The 'ingot' doesn't look like any silver ingot I've seen. Where are the stamps? Bullion is always thoroughly marked. The Germans were sticklers for things like that and they would be an obvious thing to photograph to show that these are ingots from the relevant period.

I still think this smells strongly of eau de hoax.

Cheers

Steve


----------



## GrauGeist (Oct 27, 2015)

I have several ingots that have the assay marks (weight, purity, etc.) on the broad face facing up in the mould, so it's possible it could be the same here (as the mould base is facing the viewer).


----------



## gumbyk (Oct 27, 2015)

stona said:


> I still think this smells strongly of eau de hoax.
> 
> Cheers
> 
> Steve



I think you're right... Having taken plenty of photos underground while younger (I used to do a bit of caving) they always had a washed-out appearance due to the flash as a light source, which these don't have, and these photos have a single-point light source. The more I look at them, the more I think they're models. Very well-made models though...

There's something about the depth of focus, too which I can't quite put my finger on...


----------



## stona (Oct 27, 2015)

GrauGeist said:


> I have several ingots that have the assay marks (weight, purity, etc.) on the broad face facing up in the mould, so it's possible it could be the same here (as the mould base is facing the viewer).



That's sort of my point.
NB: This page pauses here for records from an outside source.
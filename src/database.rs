//! SQLite-backed stores for activities, the training-plan hierarchy and the
//! per-athlete daily-state documents.
//!
//! Daily states are not first-class rows: each athlete-year owns one JSON
//! document with a `daily_states` map keyed by ISO date, and every save
//! merges into that document while pruning it to the 14 most recent dates.
//! The read-merge-write runs inside a single SQLite transaction so
//! concurrent saves for the same athlete cannot lose updates.
//!
//! The handle is injected by callers; there is no global client.

use chrono::{Datelike, NaiveDate};
use rusqlite::{params, Connection, OptionalExtension, Row};
use serde::{Deserialize, Serialize};
use std::collections::BTreeMap;
use std::path::Path;
use tracing::{debug, warn};

use crate::error::DatabaseError;
use crate::models::{ActualActivity, AthleteDailyState, PlannedWorkout, WorkoutType};

/// Maximum daily states retained per athlete, pruned by descending date
pub const DAILY_STATE_WINDOW: usize = 14;

/// Per-athlete, per-year document wrapping the daily-state map
#[derive(Debug, Clone, Default, Serialize, Deserialize)]
struct YearlyStateDocument {
    /// ISO date string -> state; BTreeMap keeps keys date-sorted
    daily_states: BTreeMap<String, AthleteDailyState>,
}

/// Store handle over a single SQLite connection
pub struct Database {
    conn: Connection,
}

impl Database {
    /// Create or open a database at the specified path
    pub fn new<P: AsRef<Path>>(db_path: P) -> Result<Self, DatabaseError> {
        let conn = Connection::open(db_path)?;
        let mut db = Self { conn };
        db.init_schema()?;
        Ok(db)
    }

    /// In-memory database, used by tests
    pub fn open_in_memory() -> Result<Self, DatabaseError> {
        let conn = Connection::open_in_memory()?;
        let mut db = Self { conn };
        db.init_schema()?;
        Ok(db)
    }

    fn init_schema(&mut self) -> Result<(), DatabaseError> {
        // WAL for better concurrent readers across athlete handles
        self.conn.pragma_update(None, "journal_mode", "WAL")?;
        self.conn.pragma_update(None, "synchronous", "NORMAL")?;

        self.conn.execute_batch(
            r#"
            CREATE TABLE IF NOT EXISTS activities (
                id TEXT PRIMARY KEY,
                athlete_id TEXT NOT NULL,
                activity_date DATE NOT NULL,
                title TEXT NOT NULL,
                sport TEXT NOT NULL,
                duration_seconds INTEGER NOT NULL,
                tss REAL NOT NULL,
                avg_hr INTEGER,
                avg_power INTEGER,
                calories INTEGER NOT NULL,
                zones_distribution TEXT
            );
            CREATE INDEX IF NOT EXISTS idx_activities_athlete_date
                ON activities(athlete_id, activity_date);

            CREATE TABLE IF NOT EXISTS training_plans (
                id TEXT PRIMARY KEY,
                athlete_id TEXT NOT NULL,
                name TEXT NOT NULL,
                active INTEGER NOT NULL DEFAULT 0
            );
            CREATE INDEX IF NOT EXISTS idx_plans_athlete
                ON training_plans(athlete_id, active);

            CREATE TABLE IF NOT EXISTS mesocycles (
                id TEXT PRIMARY KEY,
                plan_id TEXT NOT NULL REFERENCES training_plans(id),
                sequence INTEGER NOT NULL
            );

            CREATE TABLE IF NOT EXISTS plan_weeks (
                id TEXT PRIMARY KEY,
                mesocycle_id TEXT NOT NULL REFERENCES mesocycles(id),
                sequence INTEGER NOT NULL
            );

            CREATE TABLE IF NOT EXISTS planned_workouts (
                id TEXT PRIMARY KEY,
                week_id TEXT NOT NULL REFERENCES plan_weeks(id),
                day_of_week INTEGER NOT NULL,
                workout_type TEXT NOT NULL,
                sport TEXT NOT NULL,
                duration_minutes INTEGER NOT NULL,
                target_tss REAL NOT NULL,
                target_zone TEXT NOT NULL,
                estimated_kcal INTEGER NOT NULL,
                scheduled_time TEXT
            );

            CREATE TABLE IF NOT EXISTS daily_state_docs (
                athlete_id TEXT NOT NULL,
                year INTEGER NOT NULL,
                document TEXT NOT NULL,
                PRIMARY KEY (athlete_id, year)
            );
            "#,
        )?;

        Ok(())
    }

    // Activities

    /// Insert or replace one activity record
    pub fn insert_activity(
        &self,
        athlete_id: &str,
        activity: &ActualActivity,
    ) -> Result<(), DatabaseError> {
        let zones_json = match &activity.zones_distribution {
            Some(dist) => Some(serde_json::to_string(dist)?),
            None => None,
        };

        self.conn.execute(
            r#"
            INSERT OR REPLACE INTO activities
                (id, athlete_id, activity_date, title, sport, duration_seconds,
                 tss, avg_hr, avg_power, calories, zones_distribution)
            VALUES (?1, ?2, ?3, ?4, ?5, ?6, ?7, ?8, ?9, ?10, ?11)
            "#,
            params![
                activity.id,
                athlete_id,
                activity.activity_date,
                activity.title,
                activity.sport,
                activity.duration_seconds,
                activity.tss,
                activity.avg_hr,
                activity.avg_power,
                activity.calories,
                zones_json,
            ],
        )?;

        Ok(())
    }

    /// All activities for an athlete within `[start, end]`, date ascending
    pub fn activities_in_range(
        &self,
        athlete_id: &str,
        start: NaiveDate,
        end: NaiveDate,
    ) -> Result<Vec<ActualActivity>, DatabaseError> {
        let mut stmt = self.conn.prepare(
            r#"
            SELECT id, activity_date, title, sport, duration_seconds,
                   tss, avg_hr, avg_power, calories, zones_distribution
            FROM activities
            WHERE athlete_id = ?1 AND activity_date >= ?2 AND activity_date <= ?3
            ORDER BY activity_date ASC
            "#,
        )?;

        let rows = stmt.query_map(params![athlete_id, start, end], Self::row_to_activity)?;
        let mut activities = Vec::new();
        for row in rows {
            activities.push(row?);
        }
        Ok(activities)
    }

    fn row_to_activity(row: &Row<'_>) -> rusqlite::Result<ActualActivity> {
        let zones_json: Option<String> = row.get(9)?;
        let zones_distribution = zones_json.and_then(|json| serde_json::from_str(&json).ok());

        Ok(ActualActivity {
            id: row.get(0)?,
            activity_date: row.get(1)?,
            title: row.get(2)?,
            sport: row.get(3)?,
            duration_seconds: row.get(4)?,
            tss: row.get(5)?,
            avg_hr: row.get(6)?,
            avg_power: row.get(7)?,
            calories: row.get(8)?,
            zones_distribution,
        })
    }

    // Planned workouts

    /// Register a plan; `active` plans are the ones matching reaches
    pub fn insert_plan(
        &self,
        plan_id: &str,
        athlete_id: &str,
        name: &str,
        active: bool,
    ) -> Result<(), DatabaseError> {
        self.conn.execute(
            "INSERT OR REPLACE INTO training_plans (id, athlete_id, name, active) VALUES (?1, ?2, ?3, ?4)",
            params![plan_id, athlete_id, name, active],
        )?;
        Ok(())
    }

    pub fn insert_mesocycle(
        &self,
        mesocycle_id: &str,
        plan_id: &str,
        sequence: u32,
    ) -> Result<(), DatabaseError> {
        self.conn.execute(
            "INSERT OR REPLACE INTO mesocycles (id, plan_id, sequence) VALUES (?1, ?2, ?3)",
            params![mesocycle_id, plan_id, sequence],
        )?;
        Ok(())
    }

    pub fn insert_plan_week(
        &self,
        week_id: &str,
        mesocycle_id: &str,
        sequence: u32,
    ) -> Result<(), DatabaseError> {
        self.conn.execute(
            "INSERT OR REPLACE INTO plan_weeks (id, mesocycle_id, sequence) VALUES (?1, ?2, ?3)",
            params![week_id, mesocycle_id, sequence],
        )?;
        Ok(())
    }

    pub fn insert_planned_workout(
        &self,
        week_id: &str,
        workout: &PlannedWorkout,
    ) -> Result<(), DatabaseError> {
        let id = workout.id.as_deref().ok_or_else(|| DatabaseError::NotFound {
            table: "planned_workouts".to_string(),
            id: "<synthetic>".to_string(),
        })?;

        self.conn.execute(
            r#"
            INSERT OR REPLACE INTO planned_workouts
                (id, week_id, day_of_week, workout_type, sport, duration_minutes,
                 target_tss, target_zone, estimated_kcal, scheduled_time)
            VALUES (?1, ?2, ?3, ?4, ?5, ?6, ?7, ?8, ?9, ?10)
            "#,
            params![
                id,
                week_id,
                workout.day_of_week,
                workout.workout_type.as_str(),
                workout.sport,
                workout.duration_minutes,
                workout.target_tss,
                workout.target_zone,
                workout.estimated_kcal,
                workout.scheduled_time.map(|t| t.to_string()),
            ],
        )?;
        Ok(())
    }

    /// Every planned workout reachable from the athlete's active plan
    /// hierarchy (plan -> mesocycle -> week -> workout)
    pub fn planned_workouts_for_athlete(
        &self,
        athlete_id: &str,
    ) -> Result<Vec<PlannedWorkout>, DatabaseError> {
        let mut stmt = self.conn.prepare(
            r#"
            SELECT pw.id, pw.day_of_week, pw.workout_type, pw.sport,
                   pw.duration_minutes, pw.target_tss, pw.target_zone,
                   pw.estimated_kcal, pw.scheduled_time
            FROM planned_workouts pw
            JOIN plan_weeks w ON pw.week_id = w.id
            JOIN mesocycles m ON w.mesocycle_id = m.id
            JOIN training_plans p ON m.plan_id = p.id
            WHERE p.athlete_id = ?1 AND p.active = 1
            ORDER BY m.sequence, w.sequence, pw.day_of_week
            "#,
        )?;

        let rows = stmt.query_map(params![athlete_id], |row| {
            let workout_type: String = row.get(2)?;
            let scheduled_time: Option<String> = row.get(8)?;
            Ok(PlannedWorkout {
                id: Some(row.get(0)?),
                day_of_week: row.get(1)?,
                workout_type: WorkoutType::from_label(&workout_type),
                sport: row.get(3)?,
                duration_minutes: row.get(4)?,
                target_tss: row.get(5)?,
                target_zone: row.get(6)?,
                estimated_kcal: row.get(7)?,
                scheduled_time: scheduled_time.and_then(|t| t.parse().ok()),
            })
        })?;

        let mut workouts = Vec::new();
        for row in rows {
            workouts.push(row?);
        }
        Ok(workouts)
    }

    // Daily state documents

    /// Merge a daily state into the athlete's yearly document, pruning to
    /// the [`DAILY_STATE_WINDOW`] most recent dates.
    ///
    /// Failures are logged and reported as `false`, never raised; callers
    /// treat a failed save as "state not persisted".
    pub fn save_daily_state(&mut self, state: &AthleteDailyState) -> bool {
        match self.save_daily_state_inner(state) {
            Ok(()) => true,
            Err(err) => {
                warn!(
                    athlete_id = %state.athlete_id,
                    date = %state.state_date,
                    %err,
                    "failed to save daily state"
                );
                false
            }
        }
    }

    fn save_daily_state_inner(&mut self, state: &AthleteDailyState) -> Result<(), DatabaseError> {
        let year = state.state_date.year();
        let date_key = state.state_date.to_string();

        // The whole read-merge-write is one transaction: the document merge
        // is atomic at the store, closing the lost-update window between
        // concurrent saves for the same athlete.
        let tx = self.conn.transaction()?;

        let existing: Option<String> = tx
            .query_row(
                "SELECT document FROM daily_state_docs WHERE athlete_id = ?1 AND year = ?2",
                params![state.athlete_id, year],
                |row| row.get(0),
            )
            .optional()?;

        let mut document: YearlyStateDocument = match existing {
            Some(json) => serde_json::from_str(&json)?,
            None => YearlyStateDocument::default(),
        };

        document.daily_states.insert(date_key, state.clone());

        // Keep only the window's most recent dates. ISO date strings sort
        // chronologically, so descending string order is descending date.
        if document.daily_states.len() > DAILY_STATE_WINDOW {
            let mut dates: Vec<String> = document.daily_states.keys().cloned().collect();
            dates.sort_by(|a, b| b.cmp(a));
            for stale in dates.iter().skip(DAILY_STATE_WINDOW) {
                document.daily_states.remove(stale);
            }
        }

        let json = serde_json::to_string(&document)?;
        tx.execute(
            r#"
            INSERT INTO daily_state_docs (athlete_id, year, document)
            VALUES (?1, ?2, ?3)
            ON CONFLICT(athlete_id, year) DO UPDATE SET document = excluded.document
            "#,
            params![state.athlete_id, year, json],
        )?;

        tx.commit()?;

        debug!(
            athlete_id = %state.athlete_id,
            date = %state.state_date,
            "saved daily state"
        );
        Ok(())
    }

    /// Load the persisted state for one date.
    ///
    /// A missing document and a missing date both mean "no state", not an
    /// error; store failures are logged and also surface as `None`.
    pub fn load_daily_state(&self, athlete_id: &str, date: NaiveDate) -> Option<AthleteDailyState> {
        match self.load_daily_state_inner(athlete_id, date) {
            Ok(state) => state,
            Err(err) => {
                warn!(athlete_id, %date, %err, "failed to load daily state");
                None
            }
        }
    }

    fn load_daily_state_inner(
        &self,
        athlete_id: &str,
        date: NaiveDate,
    ) -> Result<Option<AthleteDailyState>, DatabaseError> {
        let existing: Option<String> = self
            .conn
            .query_row(
                "SELECT document FROM daily_state_docs WHERE athlete_id = ?1 AND year = ?2",
                params![athlete_id, date.year()],
                |row| row.get(0),
            )
            .optional()?;

        let Some(json) = existing else {
            return Ok(None);
        };

        let document: YearlyStateDocument = serde_json::from_str(&json)?;
        Ok(document.daily_states.get(&date.to_string()).cloned())
    }

    /// All retained dates for an athlete-year, most recent first
    pub fn daily_state_dates(
        &self,
        athlete_id: &str,
        year: i32,
    ) -> Result<Vec<NaiveDate>, DatabaseError> {
        let existing: Option<String> = self
            .conn
            .query_row(
                "SELECT document FROM daily_state_docs WHERE athlete_id = ?1 AND year = ?2",
                params![athlete_id, year],
                |row| row.get(0),
            )
            .optional()?;

        let Some(json) = existing else {
            return Ok(Vec::new());
        };

        let document: YearlyStateDocument = serde_json::from_str(&json)?;
        let mut dates: Vec<NaiveDate> = document
            .daily_states
            .keys()
            .filter_map(|key| key.parse().ok())
            .collect();
        dates.sort_by(|a, b| b.cmp(a));
        Ok(dates)
    }
}
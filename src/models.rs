use chrono::{NaiveDate, NaiveTime};
use serde::{Deserialize, Serialize};
use std::collections::HashMap;
use std::fmt;

use crate::zones::Zone;

/// Workout categories used by the training plan builder
#[derive(Debug, Clone, Copy, PartialEq, Eq, Serialize, Deserialize)]
#[serde(rename_all = "lowercase")]
pub enum WorkoutType {
    Interval,
    Endurance,
    Recovery,
    Tempo,
    Threshold,
    VO2Max,
    Strength,
    Race,
    Rest,
}

impl WorkoutType {
    pub fn as_str(&self) -> &'static str {
        match self {
            WorkoutType::Interval => "interval",
            WorkoutType::Endurance => "endurance",
            WorkoutType::Recovery => "recovery",
            WorkoutType::Tempo => "tempo",
            WorkoutType::Threshold => "threshold",
            WorkoutType::VO2Max => "vo2max",
            WorkoutType::Strength => "strength",
            WorkoutType::Race => "race",
            WorkoutType::Rest => "rest",
        }
    }

    /// Parse a stored label, defaulting to endurance for anything unknown
    pub fn from_label(label: &str) -> Self {
        match label.to_lowercase().as_str() {
            "interval" => WorkoutType::Interval,
            "recovery" => WorkoutType::Recovery,
            "tempo" => WorkoutType::Tempo,
            "threshold" => WorkoutType::Threshold,
            "vo2max" => WorkoutType::VO2Max,
            "strength" => WorkoutType::Strength,
            "race" => WorkoutType::Race,
            "rest" => WorkoutType::Rest,
            _ => WorkoutType::Endurance,
        }
    }
}

/// A single scheduled session inside a plan week.
///
/// Created by the training-plan builder; read-only to the delta and
/// daily-state engines. A synthetic instance with zero targets stands in
/// when an activity has no planned counterpart.
#[derive(Debug, Clone, PartialEq, Serialize, Deserialize)]
pub struct PlannedWorkout {
    /// Plan identifier; `None` only for the synthetic match-miss workout
    pub id: Option<String>,

    /// Day of week, 0 = Monday .. 6 = Sunday
    pub day_of_week: u8,

    pub workout_type: WorkoutType,

    /// Sport label as entered in the plan (matched case-insensitively)
    pub sport: String,

    pub duration_minutes: u32,

    /// Target Training Stress Score for the session
    pub target_tss: f64,

    /// Target intensity zone label; may use recognized aliases
    /// ("threshold", "soglia", ...)
    pub target_zone: String,

    pub estimated_kcal: i32,

    pub scheduled_time: Option<NaiveTime>,
}

impl PlannedWorkout {
    /// Zero-target stand-in used when no planned workout matches an
    /// activity's calendar slot. Downstream this is what "unplanned
    /// activity" means.
    pub fn synthetic() -> Self {
        PlannedWorkout {
            id: None,
            day_of_week: 0,
            workout_type: WorkoutType::Endurance,
            sport: String::new(),
            duration_minutes: 0,
            target_tss: 0.0,
            target_zone: "z2".to_string(),
            estimated_kcal: 0,
            scheduled_time: None,
        }
    }
}

/// A performed activity as recorded by the activity import/logging layer.
/// Read-only to this crate.
#[derive(Debug, Clone, PartialEq, Serialize, Deserialize)]
pub struct ActualActivity {
    pub id: String,

    pub activity_date: NaiveDate,

    pub title: String,

    pub sport: String,

    pub duration_seconds: u32,

    /// Training Stress Score computed by the import pipeline
    pub tss: f64,

    pub avg_hr: Option<u16>,

    pub avg_power: Option<u16>,

    pub calories: i32,

    /// Seconds spent per zone label, when the device reported them
    pub zones_distribution: Option<HashMap<String, u32>>,
}

/// Plan-vs-actual variance for one activity.
///
/// Derived and immutable once computed; keyed by `(athlete_id, activity_id)`.
/// Carries snapshots of both sides so downstream consumers never need to
/// re-fetch the matched plan.
#[derive(Debug, Clone, PartialEq, Serialize, Deserialize)]
pub struct ActivityDelta {
    pub athlete_id: String,
    pub activity_id: String,
    pub activity_date: NaiveDate,

    /// `None` when the activity was unplanned (synthetic match)
    pub planned_workout_id: Option<String>,

    pub planned_duration_minutes: u32,
    pub planned_tss: f64,
    pub planned_kcal: i32,
    pub planned_zone: Zone,

    pub actual_duration_seconds: u32,
    pub actual_tss: f64,
    pub actual_kcal: i32,

    /// Dominant zone resolved from the activity's zone distribution
    pub actual_zone: Zone,

    /// Rounded actual minutes minus planned minutes
    pub delta_duration_min: i64,

    pub delta_tss: f64,

    pub delta_kcal: i32,

    /// `(actual_rank - planned_rank) / 3`, rounded to 2 decimals
    pub delta_intensity: f64,

    /// Bounded per-activity fatigue term, always within [-20, 30]
    pub fatigue_contribution: f64,
}

/// Pure aggregate over an ordered sequence of deltas.
///
/// Stateless: recomputed on demand, never persisted independently.
#[derive(Debug, Clone, Default, PartialEq, Serialize, Deserialize)]
pub struct WeeklySummary {
    pub total_delta_tss: f64,
    pub total_delta_kcal: i32,
    pub total_delta_duration_min: i64,
    pub avg_delta_intensity: f64,
    /// Integer-rounded sum of fatigue contributions
    pub cumulative_fatigue: i32,
    pub activities_count: usize,
    /// Deltas lacking a matched planned workout id
    pub unplanned_count: usize,
}

/// Athlete metabolic baseline, when a nutrition profile exists
#[derive(Debug, Clone, Copy, PartialEq, Serialize, Deserialize)]
pub struct MetabolicProfile {
    /// Basal metabolic rate in kcal/day
    pub bmr: f64,
    /// Total daily caloric target in kcal/day
    pub daily_kcal: f64,
}

/// Today's scheduled session, reduced to what adaptation needs
#[derive(Debug, Clone, Copy, PartialEq, Serialize, Deserialize)]
pub struct TodaysWorkout {
    pub zone: Zone,
    pub tss: f64,
}

/// Recovery need classification derived from effective fatigue
#[derive(Debug, Clone, Copy, PartialEq, Eq, Serialize, Deserialize)]
#[serde(rename_all = "lowercase")]
pub enum RecoveryNeed {
    Low,
    Medium,
    High,
    Critical,
}

impl fmt::Display for RecoveryNeed {
    fn fmt(&self, f: &mut fmt::Formatter<'_>) -> fmt::Result {
        match self {
            RecoveryNeed::Low => write!(f, "low"),
            RecoveryNeed::Medium => write!(f, "medium"),
            RecoveryNeed::High => write!(f, "high"),
            RecoveryNeed::Critical => write!(f, "critical"),
        }
    }
}

/// Glycogen reservoir classification over the simulated [0, 500] g level
#[derive(Debug, Clone, Copy, PartialEq, Eq, Serialize, Deserialize)]
#[serde(rename_all = "lowercase")]
pub enum GlycogenStatus {
    Depleted,
    Low,
    Normal,
    Loaded,
}

impl fmt::Display for GlycogenStatus {
    fn fmt(&self, f: &mut fmt::Formatter<'_>) -> fmt::Result {
        match self {
            GlycogenStatus::Depleted => write!(f, "depleted"),
            GlycogenStatus::Low => write!(f, "low"),
            GlycogenStatus::Normal => write!(f, "normal"),
            GlycogenStatus::Loaded => write!(f, "loaded"),
        }
    }
}

/// Hydration placeholder pending sensor integration; always `Normal`
#[derive(Debug, Clone, Copy, Default, PartialEq, Eq, Serialize, Deserialize)]
#[serde(rename_all = "lowercase")]
pub enum HydrationStatus {
    #[default]
    Normal,
}

/// Full adapted state for one athlete on one date.
///
/// Recomputed wholesale for a given date and upserted into the rolling
/// 14-entry window; never incrementally patched.
#[derive(Debug, Clone, PartialEq, Serialize, Deserialize)]
pub struct AthleteDailyState {
    pub athlete_id: String,
    pub state_date: NaiveDate,

    /// Accumulated fatigue, always within [0, 100]
    pub fatigue_score: f64,

    pub recovery_need: RecoveryNeed,

    pub glycogen_status: GlycogenStatus,

    pub hydration_status: HydrationStatus,

    /// Adapted daily caloric target in kcal
    pub kcal_target: i32,

    /// Signed adjustment applied on top of the base target
    pub kcal_adjustment: f64,

    /// Unreplaced expenditure surplus from the trailing week
    pub kcal_debt: i32,

    /// Carbohydrate ratio shift in percentage points
    pub cho_adjustment_percent: i8,

    /// Protein ratio shift in percentage points
    pub pro_adjustment_percent: i8,

    /// Always balances the other two: `-(cho + pro)`
    pub fat_adjustment_percent: i8,

    /// Training load ceiling for today, never below 20
    pub tss_capacity: i32,

    /// Capacity relative to today's planned TSS, clamped to [50, 120]
    pub tss_adjustment_percent: i32,

    pub recommended_zone: Zone,

    pub max_zone_today: Zone,

    /// Placeholder until the periodization collaborator owns this
    pub training_phase: String,

    pub days_to_event: Option<i64>,

    /// Human-readable rationale assembled from `adaptation_reasons`
    pub ai_notes: String,

    pub adaptation_reasons: Vec<String>,

    /// Opaque diagnostic bag (weekly summary, glycogen level, yesterday's
    /// delta); explainability attachment, not load-bearing state
    pub factors: serde_json::Map<String, serde_json::Value>,
}
//! Application configuration, persisted as TOML in the platform config
//! directory (`~/.config/adaptrs/config.toml` on Linux).

use anyhow::{Context, Result};
use serde::{Deserialize, Serialize};
use std::fs;
use std::path::{Path, PathBuf};

use crate::logging::LogConfig;

/// Main application configuration
#[derive(Debug, Clone, Serialize, Deserialize)]
pub struct AppConfig {
    /// General application settings
    pub settings: AppSettings,

    /// Logging configuration
    pub logging: LogConfig,
}

/// General application settings
#[derive(Debug, Clone, Serialize, Deserialize)]
pub struct AppSettings {
    /// Directory holding the SQLite database
    pub data_dir: PathBuf,

    /// Database file name inside `data_dir`
    pub database_file: String,

    /// Athlete used when the CLI does not name one
    pub default_athlete_id: Option<String>,
}

impl Default for AppConfig {
    fn default() -> Self {
        let data_dir = dirs::data_dir()
            .unwrap_or_else(|| PathBuf::from("."))
            .join("adaptrs");

        AppConfig {
            settings: AppSettings {
                data_dir,
                database_file: "adaptrs.db".to_string(),
                default_athlete_id: None,
            },
            logging: LogConfig::default(),
        }
    }
}

impl AppConfig {
    /// Default config file location
    pub fn default_path() -> PathBuf {
        dirs::config_dir()
            .unwrap_or_else(|| PathBuf::from("."))
            .join("adaptrs")
            .join("config.toml")
    }

    /// Load from a TOML file, falling back to defaults when it is missing
    pub fn load<P: AsRef<Path>>(path: P) -> Result<Self> {
        let path = path.as_ref();
        if !path.exists() {
            return Ok(AppConfig::default());
        }

        let contents = fs::read_to_string(path)
            .with_context(|| format!("failed to read config file {}", path.display()))?;
        let config: AppConfig = toml::from_str(&contents)
            .with_context(|| format!("failed to parse config file {}", path.display()))?;
        Ok(config)
    }

    /// Write the configuration back as TOML
    pub fn save<P: AsRef<Path>>(&self, path: P) -> Result<()> {
        let path = path.as_ref();
        if let Some(parent) = path.parent() {
            fs::create_dir_all(parent)
                .with_context(|| format!("failed to create config dir {}", parent.display()))?;
        }

        let contents = toml::to_string_pretty(self).context("failed to serialize config")?;
        fs::write(path, contents)
            .with_context(|| format!("failed to write config file {}", path.display()))?;
        Ok(())
    }

    /// Full path to the SQLite database
    pub fn database_path(&self) -> PathBuf {
        self.settings.data_dir.join(&self.settings.database_file)
    }
}
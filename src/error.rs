//! Unified error hierarchy for the adaptation engine.
//!
//! The computational core never fails: match misses, missing profiles and
//! missing planned workouts all have documented defaults. Errors exist only
//! at the I/O boundary (store reads and writes), and the public boundary
//! functions degrade to "no data" rather than surfacing them.

use thiserror::Error;

/// Top-level error type for all adaptrs operations
#[derive(Debug, Error)]
pub enum AdaptError {
    /// Store operation errors
    #[error("Database error: {0}")]
    Database(#[from] DatabaseError),

    /// Data validation errors
    #[error("Validation error: {0}")]
    Validation(String),

    /// IO errors
    #[error("IO error: {0}")]
    Io(#[from] std::io::Error),

    /// Configuration errors
    #[error("Configuration error: {0}")]
    Configuration(String),

    /// Generic internal error
    #[error("Internal error: {0}")]
    Internal(String),
}

/// Store operation errors
#[derive(Debug, Error)]
pub enum DatabaseError {
    #[error("SQLite error: {0}")]
    Sqlite(#[from] rusqlite::Error),

    #[error("Serialization error: {0}")]
    Serialization(String),

    #[error("Record not found: {table}.{id}")]
    NotFound { table: String, id: String },
}

impl From<serde_json::Error> for DatabaseError {
    fn from(err: serde_json::Error) -> Self {
        DatabaseError::Serialization(err.to_string())
    }
}

/// Result type alias using the unified error
pub type Result<T> = std::result::Result<T, AdaptError>;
Why take a photo of an unmarked face when it would be just as easy and much more convincing to show the various marks which would certainly be present on genuine bullion?

The obvious answer is because this is a hoax and that is not a genuine piece of properly marked bullion!

The more I look the more fake this looks. The train looks like the sort of thing used in underground mines, not on a national network. The 'bullion' looks like a piece of 2x4 sprayed silver 

Cheers

Steve


----------



## Airframes (Oct 27, 2015)

And, given the fears, or concerns, over explosives, booby traps etc, then why is this train suddenly ransacked, with what I presume are supposed to be wooden crates (remarkably preserved!), thrown on the ground and broken, with the 'ingots' strewn around ?
I'm sure that more care would have been taken during the opening of the wagons, an the removal of the crates - and I'm also sure the 'recovery team' would have ensured that more professional photography was undertaken, rather than the poor quality "I'll just snap this with my cell-phone" images shown.


----------



## bobbysocks (Oct 27, 2015)

gumbyk said:


> I think you're right... Having taken plenty of photos underground while younger (I used to do a bit of caving) they always had a washed-out appearance due to the flash as a light source, which these don't have, and these photos have a single-point light source. The more I look at them, the more I think they're models. Very well-made models though...
> 
> *There's something about the depth of focus, too which I can't quite put my finger on*...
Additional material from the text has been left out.